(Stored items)
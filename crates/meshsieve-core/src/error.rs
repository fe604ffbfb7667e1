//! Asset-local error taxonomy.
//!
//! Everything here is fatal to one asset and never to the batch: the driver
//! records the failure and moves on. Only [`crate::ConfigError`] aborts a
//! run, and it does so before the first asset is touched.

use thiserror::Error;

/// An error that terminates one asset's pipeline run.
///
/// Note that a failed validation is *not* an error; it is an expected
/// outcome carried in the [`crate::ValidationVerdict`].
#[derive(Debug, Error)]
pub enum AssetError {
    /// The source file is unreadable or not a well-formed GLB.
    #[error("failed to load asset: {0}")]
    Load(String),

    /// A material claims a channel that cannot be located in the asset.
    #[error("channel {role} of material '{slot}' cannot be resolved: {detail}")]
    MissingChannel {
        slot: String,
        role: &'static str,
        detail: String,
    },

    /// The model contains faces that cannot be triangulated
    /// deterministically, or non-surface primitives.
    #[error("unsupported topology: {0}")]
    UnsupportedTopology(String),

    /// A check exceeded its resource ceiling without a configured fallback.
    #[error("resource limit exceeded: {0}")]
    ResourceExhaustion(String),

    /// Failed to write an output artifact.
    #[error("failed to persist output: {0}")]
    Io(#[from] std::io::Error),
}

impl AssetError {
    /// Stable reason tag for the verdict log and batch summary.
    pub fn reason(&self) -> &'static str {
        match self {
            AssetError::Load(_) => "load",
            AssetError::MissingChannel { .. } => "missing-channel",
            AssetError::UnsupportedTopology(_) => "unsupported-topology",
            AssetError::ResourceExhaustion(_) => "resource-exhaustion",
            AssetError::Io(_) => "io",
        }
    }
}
* * *
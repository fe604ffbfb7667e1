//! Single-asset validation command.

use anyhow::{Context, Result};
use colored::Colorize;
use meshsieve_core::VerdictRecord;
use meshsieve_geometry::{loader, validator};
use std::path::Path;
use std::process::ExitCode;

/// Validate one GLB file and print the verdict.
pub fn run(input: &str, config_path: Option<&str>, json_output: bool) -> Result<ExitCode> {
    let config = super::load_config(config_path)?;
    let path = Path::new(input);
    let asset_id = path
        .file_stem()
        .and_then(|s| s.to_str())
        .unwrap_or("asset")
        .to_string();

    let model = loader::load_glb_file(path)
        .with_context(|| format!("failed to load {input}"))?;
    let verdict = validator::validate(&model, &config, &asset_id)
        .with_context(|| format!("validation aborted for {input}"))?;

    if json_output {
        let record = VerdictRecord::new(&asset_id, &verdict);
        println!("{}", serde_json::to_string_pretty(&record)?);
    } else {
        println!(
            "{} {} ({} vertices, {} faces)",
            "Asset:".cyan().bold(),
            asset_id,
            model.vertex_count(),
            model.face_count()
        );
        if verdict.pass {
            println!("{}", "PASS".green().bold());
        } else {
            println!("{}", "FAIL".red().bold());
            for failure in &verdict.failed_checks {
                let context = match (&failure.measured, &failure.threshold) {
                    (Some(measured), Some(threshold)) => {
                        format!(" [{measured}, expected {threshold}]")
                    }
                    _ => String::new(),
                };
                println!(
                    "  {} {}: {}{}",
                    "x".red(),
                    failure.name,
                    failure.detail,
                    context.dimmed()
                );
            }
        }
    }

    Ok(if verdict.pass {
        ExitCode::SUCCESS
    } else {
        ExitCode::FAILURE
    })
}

- ACTIVITY
Of the lines above, output exactly those from the line bearing "filename crates/meshsieve-core/src/error.rs" through the line bearing "batch: the driver", inclusive.

- SOLUTION TO THE PROBLEM
filename crates/meshsieve-core/src/error.rs
repository fe604ffbfb7667e1
//! Asset-local error taxonomy.
//!
//! Everything here is fatal to one asset and never to the batch: the driver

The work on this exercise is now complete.